When EGF binds to EGFR, it locks the receptor in a specific conformation allowing a second receptor tyrosine kinase to bind effectively.
In this animation, a HER2 molecule binds EGFR. In contrast to EGFR, HER2 does not need an extracellular ligand like EGF to be able to dimerize.
This allows transphosphorylation to take place on the intracellular domains of EGFR and HER2 thereby activating them.
Only when active, the intracellular domains of EGFR can recruit the downstream signaling molecules of the MAPK cascade - GRB2 and SOS. GRB2 is effectively the mediator protein for the signal from the receptor to the soluble intracellular proteins.
SOS serves as a docking site for RAS. Upon binding of RAS, it is able to exchange the GDP in the cofactor binding pocket with GTP thereby activating RAS.
RAS then dissociates from the activation complex while staying attached to the cell membrane.
In this manner, one GRB2-SOS complex can activate multiple membrane-bound RAS proteins, thereby leading to a signal amplification.
The signal cascade continues with RAF.
In the inactive state two 14-3-3 proteins are bound to RAF, one of them blocking the interaction surface with RAS.
To activate RAF it first needs to get rid of the n-terminally bound 14-3-3 protein.
Separated by 14-3-3 it is possible for RAF to change its shape and bind to RAS.
Multiple activated RAS proteins combined with RAF form a structure called a nanocluster, which can then recruit downstream signaling proteins.
The sole removal of the inhibitor protein 14-3-3 is not enough to activate RAF. Another protein called SRC is needed to phosphorylate RAF to fully activate it.

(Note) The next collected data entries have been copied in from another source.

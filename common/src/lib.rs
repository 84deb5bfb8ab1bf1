//! A library with common utilities for rendering big random numbers as C string literals.

#![warn(clippy::all, clippy::pedantic)]

pub mod base_convert;
pub mod chunk_format;
pub mod magnitude;

use thiserror::Error;

pub const VERSION: &str = env!("CARGO_PKG_VERSION");

/// Symbols for digit values 0 through 35, indexed by value.
pub const DIGIT_ALPHABET: &[u8; 36] = b"0123456789abcdefghijklmnopqrstuvwxyz";

/// The smallest base we can render in.
pub const MIN_BASE: u32 = 2;

/// The largest base we can render in, limited by the size of the alphabet.
#[allow(clippy::cast_possible_truncation)]
pub const MAX_BASE: u32 = DIGIT_ALPHABET.len() as u32;

/// The base used when none is given on the command line.
pub const DEFAULT_BASE: u32 = 10;

/// Bit width of the generated magnitude.
pub const MAGNITUDE_BITS: u64 = 2048;

/// Number of digits per line in the generated literal.
pub const LITERAL_CHUNK_SIZE: usize = 80;

/// Everything a caller can get wrong when handing us arguments.
#[derive(Error, Debug, Clone, PartialEq, Eq)]
pub enum InvalidArgument {
    #[error("base must be between 2 and 36, got {0}")]
    BaseOutOfRange(i64),
    #[error("base must be an integer, got {0:?}")]
    MalformedBase(String),
    #[error("chunk size must be at least 1")]
    ZeroChunkSize,
    #[error("digit string is empty")]
    EmptyDigits,
    #[error("{digit:?} is not a valid digit in base {base}")]
    InvalidDigit { digit: char, base: u32 },
}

A scaffolding protein binds RAF and SRC and forms a complex. The scaffold increases the local concentration of RAF and SRC, allowing them to interact and ultimately facilitating the activation of RAF by phosphorylation.
Activated RAF is able to activate the downstream signaling molecules MEK and ERK. Once again, scaffold proteins are required to do that efficiently.
Activated ERK translocates to the nucleus.
In the nucleus, ERK activates MYC - a transcription factor involved in the regulation of 15% of all genes.
Normally MYC is degraded rather quickly in the nucleus by proteasomes. But by activating MYC, the half-life is increased and it can accumulate in the nucleus.
MYC can then form a dimer with MAX. This dimer can subsequently bind specific motifs on the DNA.
Aside from the DNA, MYC can bind histone acetyltransferases. Acetylating the histones makes them negatively charged. Since DNA itself is negatively charged, this causes dissociation of the histones and allows the transcription machinery to access the DNA and start the expression of genes located there.
Another way of influencing the gene expression is by crosslinking two DNA strand via MYC-MAX and MAD-MAX dimers.
With these complex interactions, the docking of a simple extracellular growth factor can cause a shift of the protein expression pattern of an entire cell.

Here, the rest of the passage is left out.